Look through the data below for the line with "producers racing flushes", and transcribe it exactly together with each line after it up to and including the line with "bytes.extend_from_slice(&producer.to_le_bytes());". Give nothing else.

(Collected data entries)
- Opening Delimiter -

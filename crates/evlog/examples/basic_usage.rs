//! Basic evlog Usage Example
//!
//! This example demonstrates:
//! - Starting a writer on a log file
//! - Recording scoped, copied and string events from several threads
//! - Flushing while producers run
//! - Reading the log back with thread attribution
//!
//! Run with: cargo run --example basic_usage

use evlog::prelude::*;
use std::thread;

const TICK: EventNameHash = EventNameHash(0x1111);
const NOTE: EventNameHash = EventNameHash(0x2222);

fn main() -> Result<()> {
    tracing_subscriber::fmt()
        .with_env_filter("evlog=info")
        .init();

    let temp_dir = tempfile::tempdir()?;
    let writer = EventLogWriter::new(WriterConfig::default().with_buffer_size(4096))?;

    // 1. Start logging
    let path = writer.start_in(temp_dir.path(), "basic")?;
    println!("Logging to {}", path.display());

    // 2. Record from a few producer threads
    let producers: Vec<_> = (0..4u32)
        .map(|worker| {
            let writer = writer.clone();
            thread::spawn(move || {
                for frame in 0..250u32 {
                    if let Some(mut scope) = writer.record_event_begin(TICK, 8, 0) {
                        let payload = scope.payload_mut();
                        payload[..4].copy_from_slice(&worker.to_le_bytes());
                        payload[4..].copy_from_slice(&frame.to_le_bytes());
                    }
                }
                writer.record_string_event(NOTE, &format!("worker {} done", worker), 0);
            })
        })
        .collect();

    // 3. Flush while they run
    for _ in 0..10 {
        writer.flush()?;
        thread::yield_now();
    }
    for producer in producers {
        producer.join().expect("producer panicked");
    }

    writer.stop()?;
    let stats = writer.stats();
    println!(
        "Recorded {} events in {} chunks ({:.0} bytes per chunk)",
        stats.events_recorded,
        stats.chunks_written,
        stats.average_chunk_size()
    );

    // 4. Read it back
    let reader = EventLogReader::read_log(&path)?;
    for record in reader.data_records() {
        let record = record?;
        if record.name == NOTE {
            println!("thread {:>3}: {}", record.thread_id, record.as_str()?);
        }
    }

    let summary = reader.summary()?;
    println!("\n{}", serde_json::to_string_pretty(&summary)?);

    Ok(())
}
//! Concurrent producers racing flushes

use evlog::prelude::*;
use std::collections::HashMap;
use std::sync::atomic::{AtomicBool, Ordering};
use std::sync::{Arc, Barrier};
use std::thread;
use tempfile::TempDir;

const EVENT: EventNameHash = EventNameHash(0xC0FFEE);

/// Payload: producer index, then sequence number, then filler up to `len`
fn payload(producer: u64, seq: u64, len: usize) -> Vec<u8> {
    let mut bytes = Vec::with_capacity(len);
    bytes.extend_from_slice(&producer.to_le_bytes());
    bytes.extend_from_slice(&seq.to_le_bytes());
    bytes.resize(len, (seq % 251) as u8);
    bytes
}

fn event_len(seq: u64) -> usize {
    16 + (seq % 24) as usize
}

#[test]
fn test_producers_and_flushes_lose_nothing() {
    let temp_dir = TempDir::new().unwrap();
    let path = temp_dir.path().join("concurrent.azel");
    let writer = EventLogWriter::new(
        WriterConfig::default()
            .with_buffer_size(512)
            .with_max_threads(16),
    )
    .unwrap();
    writer.start(&path).unwrap();

    let num_producers = 8u64;
    let events_per_producer = 2_000u64;
    let barrier = Arc::new(Barrier::new(num_producers as usize + 1));
    let done = Arc::new(AtomicBool::new(false));

    let flusher = {
        let writer = writer.clone();
        let done = done.clone();
        thread::spawn(move || {
            let mut flushes = 0u64;
            while !done.load(Ordering::Acquire) {
                writer.flush().unwrap();
                flushes += 1;
                thread::yield_now();
            }
            flushes
        })
    };

    let mut producers = vec![];
    for producer in 0..num_producers {
        let writer = writer.clone();
        let barrier = barrier.clone();
        producers.push(thread::spawn(move || {
            barrier.wait();
            for seq in 0..events_per_producer {
                let bytes = payload(producer, seq, event_len(seq));
                assert!(writer.record_event(EVENT, &bytes, 0));
            }
        }));
    }

    barrier.wait();
    for handle in producers {
        handle.join().unwrap();
    }
    done.store(true, Ordering::Release);
    let flushes = flusher.join().unwrap();
    assert!(flushes > 0);
    writer.stop().unwrap();

    let reader = EventLogReader::read_log(&path).unwrap();
    let mut next_seq: HashMap<u64, u64> = HashMap::new();
    let mut producer_threads: HashMap<u64, u64> = HashMap::new();
    let mut total = 0u64;
    for record in reader.data_records() {
        let record = record.unwrap();
        total += 1;
        let producer = u64::from_le_bytes(record.payload[0..8].try_into().unwrap());
        let seq = u64::from_le_bytes(record.payload[8..16].try_into().unwrap());
        assert_eq!(record.payload, payload(producer, seq, event_len(seq)).as_slice());

        // Every record of a producer carries the same thread id
        let thread_id = *producer_threads.entry(producer).or_insert(record.thread_id);
        assert_eq!(record.thread_id, thread_id);

        // Chunks of one thread reach the log in the order they were written
        let expected = next_seq.entry(producer).or_insert(0);
        assert_eq!(seq, *expected, "producer {} out of order", producer);
        *expected += 1;
    }

    assert_eq!(total, num_producers * events_per_producer);
    assert_eq!(next_seq.len(), num_producers as usize);
    assert!(next_seq.values().all(|n| *n == events_per_producer));
    assert_eq!(writer.stats().events_recorded, total);
}

#[test]
fn test_stop_persists_live_threads() {
    let temp_dir = TempDir::new().unwrap();
    let path = temp_dir.path().join("live.azel");
    let writer = EventLogWriter::new(WriterConfig::default().with_max_threads(8)).unwrap();
    writer.start(&path).unwrap();

    let num_threads = 4;
    let recorded = Arc::new(Barrier::new(num_threads + 1));
    let stopped = Arc::new(Barrier::new(num_threads + 1));

    let mut handles = vec![];
    for i in 0..num_threads {
        let writer = writer.clone();
        let recorded = recorded.clone();
        let stopped = stopped.clone();
        handles.push(thread::spawn(move || {
            for _ in 0..10 {
                assert!(writer.record_event(EVENT, &(i as u32).to_le_bytes(), 0));
            }
            recorded.wait();
            // Keep the thread (and its buffer) alive across stop
            stopped.wait();
            assert!(!writer.record_event(EVENT, b"late", 0));
        }));
    }

    recorded.wait();
    assert_eq!(writer.registered_threads(), num_threads);
    writer.stop().unwrap();
    stopped.wait();
    for handle in handles {
        handle.join().unwrap();
    }

    let summary = EventLogReader::read_log(&path).unwrap().summary().unwrap();
    assert_eq!(summary.data_records, (num_threads * 10) as u64);
    assert_eq!(summary.threads.len(), num_threads);
    assert!(summary.threads.values().all(|t| t.events == 10));
}

#[test]
fn test_exiting_threads_deregister() {
    let temp_dir = TempDir::new().unwrap();
    let path = temp_dir.path().join("exit.azel");
    let writer = EventLogWriter::new(WriterConfig::default().with_max_threads(2)).unwrap();
    writer.start(&path).unwrap();

    // More threads than the limit, one after another
    for round in 0..6u32 {
        let thread_writer = writer.clone();
        thread::spawn(move || {
            assert!(thread_writer.record_event(EVENT, &round.to_le_bytes(), 0));
        })
        .join()
        .unwrap();
        assert_eq!(writer.registered_threads(), 0);
    }
    writer.stop().unwrap();

    let reader = EventLogReader::read_log(&path).unwrap();
    let rounds: Vec<u32> = reader
        .data_records()
        .map(|r| r.unwrap().value::<u32>().unwrap())
        .collect();
    assert_eq!(rounds, vec![0, 1, 2, 3, 4, 5]);
}

#[test]
fn test_writers_are_independent() {
    let temp_dir = TempDir::new().unwrap();
    let first = EventLogWriter::new(WriterConfig::default()).unwrap();
    let second = EventLogWriter::new(WriterConfig::default()).unwrap();
    first.start(temp_dir.path().join("first.azel")).unwrap();
    second.start(temp_dir.path().join("second.azel")).unwrap();

    let mut handles = vec![];
    for i in 0..4u32 {
        let first = first.clone();
        let second = second.clone();
        handles.push(thread::spawn(move || {
            for _ in 0..100 {
                first.record_event(EVENT, &i.to_le_bytes(), 0);
                second.record_event(EVENT, &i.to_le_bytes(), 1);
            }
        }));
    }
    for handle in handles {
        handle.join().unwrap();
    }
    first.stop().unwrap();
    second.stop().unwrap();

    for (name, flags) in [("first.azel", 0), ("second.azel", 1)] {
        let reader = EventLogReader::read_log(temp_dir.path().join(name)).unwrap();
        let records: Vec<_> = reader.data_records().map(|r| r.unwrap()).collect();
        assert_eq!(records.len(), 400);
        assert!(records.iter().all(|r| r.flags == flags));
    }
}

- Closing Delimiter -

* _Response area_:
//! Concurrent producers racing flushes

use evlog::prelude::*;
use std::collections::HashMap;
use std::sync::atomic::{AtomicBool, Ordering};
use std::sync::{Arc, Barrier};
use std::thread;
use tempfile::TempDir;

const EVENT: EventNameHash = EventNameHash(0xC0FFEE);

/// Payload: producer index, then sequence number, then filler up to `len`
fn payload(producer: u64, seq: u64, len: usize) -> Vec<u8> {
    let mut bytes = Vec::with_capacity(len);
    bytes.extend_from_slice(&producer.to_le_bytes());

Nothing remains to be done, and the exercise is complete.